Nos observations montrent ainsi l’importance d’être attentifs à la gestion du temps lors de la conception de protocoles expérimentaux et lors d’interventions éducatives. Le temps ordinaire n’est pas nécessairement le temps des personnes avec un TSA.

Nos observations demandent aussi à être répétées auprès d’un plus grand nombre d’enfants avec des stimuli diversifiés (par exemple, aliments inconnus, diversité sensorielle et nutritionnelle, concurrence entre stimuli de modalités différentes comme la présence d’un stimulus olfactif lors de la présentation d’images d’aliments…) pour mieux comprendre l’exploration visuelle des situations alimentaires et identifier les saillances potentielles (tant sensorielles qu’émotionnelles) qui pourraient aider au détachement du monde physique et favoriser le recours à la mémoire et l’émergence de connaissances catégorielles.

Elles montrent aussi l’importance dans la pratique de porter attention à la façon dont les aliments sont présentés aux enfants tant d’un point de vue perceptif (séparer les aliments, choisir des présentations visuellement le plus simples possible…) que d’un point de vue du contexte émotionnel afin d’éviter de générer chez l’enfant des émotions négatives supplémentaires.

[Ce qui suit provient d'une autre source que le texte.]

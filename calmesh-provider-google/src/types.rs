//! Google Calendar v3 JSON shapes and OAuth types.
//!
//! Only the fields calmesh reads or writes are modelled; unknown fields are
//! ignored on input and omitted on output.

use chrono::{DateTime, NaiveDate, Utc};
use serde::{Deserialize, Serialize};

pub const DEFAULT_API_BASE: &str = "https://www.googleapis.com/calendar/v3";
pub const DEFAULT_TOKEN_URL: &str = "https://oauth2.googleapis.com/token";

// =============================================================================
// Config Types
// =============================================================================

/// OAuth client configuration and endpoints
#[derive(Debug, Clone, Serialize, Deserialize)]
#[serde(default)]
pub struct GoogleConfig {
    pub client_id: String,
    pub client_secret: String,
    pub token_url: String,
    pub api_base: String,
}

impl Default for GoogleConfig {
    fn default() -> Self {
        GoogleConfig {
            client_id: String::new(),
            client_secret: String::new(),
            token_url: DEFAULT_TOKEN_URL.to_string(),
            api_base: DEFAULT_API_BASE.to_string(),
        }
    }
}

/// Tokens for a single authenticated account
#[derive(Clone, PartialEq, Serialize, Deserialize)]
pub struct GoogleTokens {
    pub access_token: String,
    pub refresh_token: String,
    #[serde(default)]
    pub expires_at: Option<DateTime<Utc>>,
}

impl std::fmt::Debug for GoogleTokens {
    fn fmt(&self, f: &mut std::fmt::Formatter<'_>) -> std::fmt::Result {
        f.debug_struct("GoogleTokens")
            .field("access_token", &"[REDACTED]")
            .field("refresh_token", &"[REDACTED]")
            .field("expires_at", &self.expires_at)
            .finish()
    }
}

/// Body of a `grant_type=refresh_token` response
#[derive(Debug, Deserialize)]
pub(crate) struct TokenResponse {
    pub access_token: String,
    #[serde(default)]
    pub refresh_token: Option<String>,
    #[serde(default)]
    pub expires_in: Option<i64>,
}

// =============================================================================
// Calendar Types
// =============================================================================

#[derive(Debug, Clone, Default, Serialize, Deserialize)]
#[serde(rename_all = "camelCase")]
pub struct GoogleCalendar {
    #[serde(default, skip_serializing_if = "String::is_empty")]
    pub id: String,
    #[serde(default)]
    pub summary: String,
}

#[derive(Debug, Deserialize)]
#[serde(rename_all = "camelCase")]
pub(crate) struct CalendarListPage {
    #[serde(default)]
    pub items: Vec<GoogleCalendar>,
    pub next_page_token: Option<String>,
}

// =============================================================================
// Event Types
// =============================================================================

#[derive(Debug, Clone, Default, PartialEq, Serialize, Deserialize)]
#[serde(rename_all = "camelCase")]
pub struct GoogleEvent {
    #[serde(default, skip_serializing_if = "Option::is_none")]
    pub id: Option<String>,
    #[serde(default, skip_serializing_if = "Option::is_none")]
    pub status: Option<String>,
    #[serde(default, skip_serializing_if = "Option::is_none")]
    pub summary: Option<String>,
    #[serde(default, skip_serializing_if = "Option::is_none")]
    pub description: Option<String>,
    #[serde(default, skip_serializing_if = "Option::is_none")]
    pub location: Option<String>,
    #[serde(default, skip_serializing_if = "Option::is_none")]
    pub start: Option<GoogleEventTime>,
    #[serde(default, skip_serializing_if = "Option::is_none")]
    pub end: Option<GoogleEventTime>,
    /// `RRULE:`, `EXDATE:` ... lines
    #[serde(default, skip_serializing_if = "Vec::is_empty")]
    pub recurrence: Vec<String>,
    #[serde(default, skip_serializing_if = "Option::is_none")]
    pub reminders: Option<GoogleReminders>,
    #[serde(default, skip_serializing)]
    pub etag: Option<String>,
    #[serde(default, skip_serializing)]
    pub updated: Option<DateTime<Utc>>,
}

/// Either `dateTime` (timed) or `date` (all-day) is set.
#[derive(Debug, Clone, Default, PartialEq, Serialize, Deserialize)]
#[serde(rename_all = "camelCase")]
pub struct GoogleEventTime {
    #[serde(default, skip_serializing_if = "Option::is_none")]
    pub date_time: Option<DateTime<Utc>>,
    #[serde(default, skip_serializing_if = "Option::is_none")]
    pub date: Option<NaiveDate>,
    #[serde(default, skip_serializing_if = "Option::is_none")]
    pub time_zone: Option<String>,
}

#[derive(Debug, Clone, Default, PartialEq, Serialize, Deserialize)]
#[serde(rename_all = "camelCase")]
pub struct GoogleReminders {
    #[serde(default)]
    pub use_default: bool,
    #[serde(default)]
    pub overrides: Vec<GoogleReminder>,
}

#[derive(Debug, Clone, PartialEq, Serialize, Deserialize)]
pub struct GoogleReminder {
    pub method: String,
    pub minutes: i64,
}

#[derive(Debug, Deserialize)]
#[serde(rename_all = "camelCase")]
pub(crate) struct EventListPage {
    #[serde(default)]
    pub items: Vec<GoogleEvent>,
    pub next_page_token: Option<String>,
}

#[cfg(test)]
mod tests {
    use super::*;
    use chrono::TimeZone;

    #[test]
    fn offsets_normalize_to_utc() {
        let json = r#"{
            "id": "abc",
            "etag": "\"3390\"",
            "status": "confirmed",
            "summary": "Team Sync",
            "start": {"dateTime": "2024-03-11T09:30:00-04:00", "timeZone": "America/New_York"},
            "end": {"dateTime": "2024-03-11T10:00:00-04:00"},
            "updated": "2024-03-01T12:00:00.000Z",
            "attendees": [{"email": "bob@example.com"}]
        }"#;
        let event: GoogleEvent = serde_json::from_str(json).unwrap();

        assert_eq!(
            event.start.unwrap().date_time,
            Some(Utc.with_ymd_and_hms(2024, 3, 11, 13, 30, 0).unwrap())
        );
        assert_eq!(event.etag.as_deref(), Some("\"3390\""));
    }

    #[test]
    fn server_fields_are_not_sent() {
        let event = GoogleEvent {
            summary: Some("Lunch".into()),
            etag: Some("\"1\"".into()),
            updated: Some(Utc::now()),
            ..Default::default()
        };
        let json = serde_json::to_value(&event).unwrap();

        assert_eq!(json, serde_json::json!({"summary": "Lunch"}));
    }
}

L’enseignement tiré du récit de Lamia appelle aussi à la prudence quant à l’application littérale de méthodes d’éducation à l’alimentation issues du monde ordinaire. Par exemple, la découverte sensorielle (attention aux propriétés sensorielles) des aliments est un outil largement proposé pour accompagner la construction alimentaire chez l’enfant au DT tant dans la littérature scientifique (Dazeley & Houston-Price, 2015; Mustonen, Rantanen, & Tuorila, 2009; Mustonen & Tuorila, 2010; Reverdy, Chesnel, Schlich, Köster, & Lange, 2008; Reverdy, Schlich, Köster, Ginon, & Lange, 2010) qu’en promotion de la santé (cf. par ex. http://sapere-asso.fr/fr/). Or, pour Lamia, dans l’exemple du cervelas, une attention trop grande aux propriétés sensorielles d’un aliment rend plus difficile l’accès à la mémoire et aux traces qui lui permettent de l’aimer. Des méthodes d’attention sensorielle ne lui seraient pas d’une grande utilité, voire pourraient être contre-productives si elles sont utilisées telles quelles. Ainsi, les particularités sensorielles des enfants avec un TSA devraient être systématiquement prises en compte pour adapter les activités à leur mode cognitif propre.